▸ **Data to examine**:
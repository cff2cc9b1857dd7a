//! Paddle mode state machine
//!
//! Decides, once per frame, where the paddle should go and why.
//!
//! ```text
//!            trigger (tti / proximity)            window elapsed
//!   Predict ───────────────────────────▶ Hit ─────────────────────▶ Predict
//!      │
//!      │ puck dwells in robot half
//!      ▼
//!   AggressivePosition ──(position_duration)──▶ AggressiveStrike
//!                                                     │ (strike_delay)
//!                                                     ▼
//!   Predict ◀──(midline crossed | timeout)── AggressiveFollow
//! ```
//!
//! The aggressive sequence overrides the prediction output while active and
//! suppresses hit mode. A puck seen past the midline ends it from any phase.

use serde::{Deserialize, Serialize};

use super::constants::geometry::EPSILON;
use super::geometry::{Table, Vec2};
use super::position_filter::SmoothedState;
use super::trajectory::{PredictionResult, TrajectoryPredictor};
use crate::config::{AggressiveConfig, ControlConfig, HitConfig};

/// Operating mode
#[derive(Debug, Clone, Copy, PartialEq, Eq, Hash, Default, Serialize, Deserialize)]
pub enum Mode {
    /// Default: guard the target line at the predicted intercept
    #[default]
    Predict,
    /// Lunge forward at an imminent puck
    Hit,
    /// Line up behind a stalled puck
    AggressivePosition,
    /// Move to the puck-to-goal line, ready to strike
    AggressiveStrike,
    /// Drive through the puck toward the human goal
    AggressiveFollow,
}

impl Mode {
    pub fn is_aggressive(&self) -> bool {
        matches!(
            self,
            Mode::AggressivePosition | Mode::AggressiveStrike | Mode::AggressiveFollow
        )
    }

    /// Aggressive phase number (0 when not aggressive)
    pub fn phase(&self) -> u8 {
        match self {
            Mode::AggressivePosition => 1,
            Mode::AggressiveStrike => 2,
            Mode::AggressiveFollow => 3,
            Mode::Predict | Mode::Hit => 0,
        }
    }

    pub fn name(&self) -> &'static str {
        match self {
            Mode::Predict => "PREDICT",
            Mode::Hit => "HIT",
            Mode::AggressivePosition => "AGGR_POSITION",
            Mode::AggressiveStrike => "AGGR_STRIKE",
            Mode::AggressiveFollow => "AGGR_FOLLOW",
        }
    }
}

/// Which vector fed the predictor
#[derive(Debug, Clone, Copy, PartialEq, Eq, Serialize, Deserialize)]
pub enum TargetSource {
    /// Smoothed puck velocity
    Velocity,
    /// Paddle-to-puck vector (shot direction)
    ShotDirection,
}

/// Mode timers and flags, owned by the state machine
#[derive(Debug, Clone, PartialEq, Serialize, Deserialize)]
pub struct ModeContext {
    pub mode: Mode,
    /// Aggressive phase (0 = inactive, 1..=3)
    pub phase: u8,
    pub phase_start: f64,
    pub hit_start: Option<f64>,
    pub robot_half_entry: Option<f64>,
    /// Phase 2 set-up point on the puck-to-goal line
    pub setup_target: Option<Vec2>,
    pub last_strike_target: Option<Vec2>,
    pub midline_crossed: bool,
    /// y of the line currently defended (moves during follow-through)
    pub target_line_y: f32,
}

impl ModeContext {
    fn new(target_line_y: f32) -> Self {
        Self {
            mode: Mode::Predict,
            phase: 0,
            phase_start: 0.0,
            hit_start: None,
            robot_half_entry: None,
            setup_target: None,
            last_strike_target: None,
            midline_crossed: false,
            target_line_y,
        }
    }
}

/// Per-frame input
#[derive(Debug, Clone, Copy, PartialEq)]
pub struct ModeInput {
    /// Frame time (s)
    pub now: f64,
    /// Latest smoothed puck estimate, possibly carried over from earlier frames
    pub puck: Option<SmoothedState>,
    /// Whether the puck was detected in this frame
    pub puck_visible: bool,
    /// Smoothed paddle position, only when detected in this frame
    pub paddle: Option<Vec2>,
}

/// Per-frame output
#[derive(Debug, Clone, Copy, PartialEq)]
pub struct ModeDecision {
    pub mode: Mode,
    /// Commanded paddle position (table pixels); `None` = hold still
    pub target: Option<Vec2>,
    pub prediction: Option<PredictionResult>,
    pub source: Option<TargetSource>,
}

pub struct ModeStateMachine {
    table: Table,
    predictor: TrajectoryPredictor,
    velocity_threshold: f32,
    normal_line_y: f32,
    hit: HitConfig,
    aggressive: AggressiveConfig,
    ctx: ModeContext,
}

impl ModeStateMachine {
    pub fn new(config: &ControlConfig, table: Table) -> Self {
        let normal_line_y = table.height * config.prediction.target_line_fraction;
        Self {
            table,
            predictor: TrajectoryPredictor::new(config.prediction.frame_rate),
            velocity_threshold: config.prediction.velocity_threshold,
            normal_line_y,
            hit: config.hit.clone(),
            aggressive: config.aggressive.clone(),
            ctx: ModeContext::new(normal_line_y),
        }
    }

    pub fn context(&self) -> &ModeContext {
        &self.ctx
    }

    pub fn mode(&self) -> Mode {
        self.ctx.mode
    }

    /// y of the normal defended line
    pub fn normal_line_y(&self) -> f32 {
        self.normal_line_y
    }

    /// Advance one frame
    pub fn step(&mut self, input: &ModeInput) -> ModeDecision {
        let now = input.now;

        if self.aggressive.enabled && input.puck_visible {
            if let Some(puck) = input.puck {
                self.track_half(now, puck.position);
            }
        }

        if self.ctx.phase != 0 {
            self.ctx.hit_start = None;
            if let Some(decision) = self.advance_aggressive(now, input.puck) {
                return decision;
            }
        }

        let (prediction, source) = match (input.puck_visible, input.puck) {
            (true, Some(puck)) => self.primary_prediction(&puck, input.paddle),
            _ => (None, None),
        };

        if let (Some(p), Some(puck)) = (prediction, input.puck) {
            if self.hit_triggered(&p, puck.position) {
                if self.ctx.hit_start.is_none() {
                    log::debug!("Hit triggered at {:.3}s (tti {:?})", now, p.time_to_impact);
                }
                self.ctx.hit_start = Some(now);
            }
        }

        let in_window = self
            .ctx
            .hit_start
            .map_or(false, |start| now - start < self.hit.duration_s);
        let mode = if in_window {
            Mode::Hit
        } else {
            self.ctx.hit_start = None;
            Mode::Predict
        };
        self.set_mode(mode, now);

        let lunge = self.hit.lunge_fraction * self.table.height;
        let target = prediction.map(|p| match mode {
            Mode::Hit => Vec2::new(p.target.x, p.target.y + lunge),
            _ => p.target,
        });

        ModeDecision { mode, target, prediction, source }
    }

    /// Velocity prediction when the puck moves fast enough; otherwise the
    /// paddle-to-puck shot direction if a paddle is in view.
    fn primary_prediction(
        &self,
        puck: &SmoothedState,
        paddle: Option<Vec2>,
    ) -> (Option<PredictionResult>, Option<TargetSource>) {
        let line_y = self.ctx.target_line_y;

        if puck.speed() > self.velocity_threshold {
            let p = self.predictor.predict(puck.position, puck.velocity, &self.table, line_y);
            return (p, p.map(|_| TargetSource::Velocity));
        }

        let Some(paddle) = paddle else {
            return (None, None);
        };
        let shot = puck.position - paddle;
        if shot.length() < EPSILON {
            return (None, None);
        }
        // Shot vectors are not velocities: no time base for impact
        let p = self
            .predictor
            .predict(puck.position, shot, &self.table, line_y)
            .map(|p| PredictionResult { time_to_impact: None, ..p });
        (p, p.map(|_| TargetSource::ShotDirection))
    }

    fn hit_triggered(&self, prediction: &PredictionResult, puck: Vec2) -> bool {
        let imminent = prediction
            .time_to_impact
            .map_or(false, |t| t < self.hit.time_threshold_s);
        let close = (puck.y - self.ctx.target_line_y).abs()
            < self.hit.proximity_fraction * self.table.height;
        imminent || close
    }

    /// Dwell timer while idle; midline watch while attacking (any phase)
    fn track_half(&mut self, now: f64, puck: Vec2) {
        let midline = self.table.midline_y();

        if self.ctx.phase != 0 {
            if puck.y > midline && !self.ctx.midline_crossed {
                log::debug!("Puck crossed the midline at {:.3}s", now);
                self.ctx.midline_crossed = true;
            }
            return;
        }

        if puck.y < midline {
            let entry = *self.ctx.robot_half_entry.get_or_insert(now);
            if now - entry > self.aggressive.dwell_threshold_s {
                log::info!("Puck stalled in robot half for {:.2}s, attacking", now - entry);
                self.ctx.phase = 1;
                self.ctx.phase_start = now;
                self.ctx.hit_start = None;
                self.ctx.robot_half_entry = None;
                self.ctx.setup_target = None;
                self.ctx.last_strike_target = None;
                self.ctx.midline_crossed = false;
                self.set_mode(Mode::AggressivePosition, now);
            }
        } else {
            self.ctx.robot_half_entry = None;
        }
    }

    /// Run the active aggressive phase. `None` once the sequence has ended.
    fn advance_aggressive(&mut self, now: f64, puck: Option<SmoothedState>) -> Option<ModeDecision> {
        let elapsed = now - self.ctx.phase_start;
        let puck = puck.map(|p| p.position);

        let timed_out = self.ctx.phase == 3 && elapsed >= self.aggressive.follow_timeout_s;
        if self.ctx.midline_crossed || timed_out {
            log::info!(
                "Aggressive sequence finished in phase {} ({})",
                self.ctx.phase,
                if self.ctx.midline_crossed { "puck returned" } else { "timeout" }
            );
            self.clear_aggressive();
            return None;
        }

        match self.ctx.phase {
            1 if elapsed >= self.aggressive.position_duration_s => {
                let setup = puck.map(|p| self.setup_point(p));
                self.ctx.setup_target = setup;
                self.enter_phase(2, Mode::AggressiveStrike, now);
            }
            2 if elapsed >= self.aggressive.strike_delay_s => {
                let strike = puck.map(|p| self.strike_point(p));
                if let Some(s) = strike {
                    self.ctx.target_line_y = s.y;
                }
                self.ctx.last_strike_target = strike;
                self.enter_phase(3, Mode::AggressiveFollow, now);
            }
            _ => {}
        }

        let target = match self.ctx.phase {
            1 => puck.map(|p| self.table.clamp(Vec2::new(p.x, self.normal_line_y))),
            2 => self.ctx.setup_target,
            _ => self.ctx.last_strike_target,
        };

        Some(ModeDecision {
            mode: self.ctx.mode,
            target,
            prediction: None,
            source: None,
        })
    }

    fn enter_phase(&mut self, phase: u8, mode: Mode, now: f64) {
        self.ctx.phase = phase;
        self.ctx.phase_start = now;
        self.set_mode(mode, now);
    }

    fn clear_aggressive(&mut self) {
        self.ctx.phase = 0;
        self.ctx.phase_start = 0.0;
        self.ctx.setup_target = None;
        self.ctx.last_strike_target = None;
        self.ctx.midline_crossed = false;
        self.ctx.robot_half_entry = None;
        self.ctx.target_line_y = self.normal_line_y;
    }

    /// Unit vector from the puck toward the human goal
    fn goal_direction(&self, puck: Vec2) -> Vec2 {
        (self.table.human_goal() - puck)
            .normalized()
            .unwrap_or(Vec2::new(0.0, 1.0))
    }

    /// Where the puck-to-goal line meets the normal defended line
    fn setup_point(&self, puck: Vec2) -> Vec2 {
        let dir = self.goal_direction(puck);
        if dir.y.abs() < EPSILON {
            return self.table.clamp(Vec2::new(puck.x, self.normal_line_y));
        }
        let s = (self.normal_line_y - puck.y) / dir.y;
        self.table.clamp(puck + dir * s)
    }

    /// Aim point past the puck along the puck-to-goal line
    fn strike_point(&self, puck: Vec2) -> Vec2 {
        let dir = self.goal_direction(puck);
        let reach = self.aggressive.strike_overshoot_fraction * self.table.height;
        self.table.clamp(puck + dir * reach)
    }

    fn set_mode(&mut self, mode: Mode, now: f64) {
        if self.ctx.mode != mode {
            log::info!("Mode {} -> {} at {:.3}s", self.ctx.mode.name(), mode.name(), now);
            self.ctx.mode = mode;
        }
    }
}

▸ **The problem**: Work through the records line by line, and once you reach the final line, report only how many held "height".

▸ **Response to the task**: 4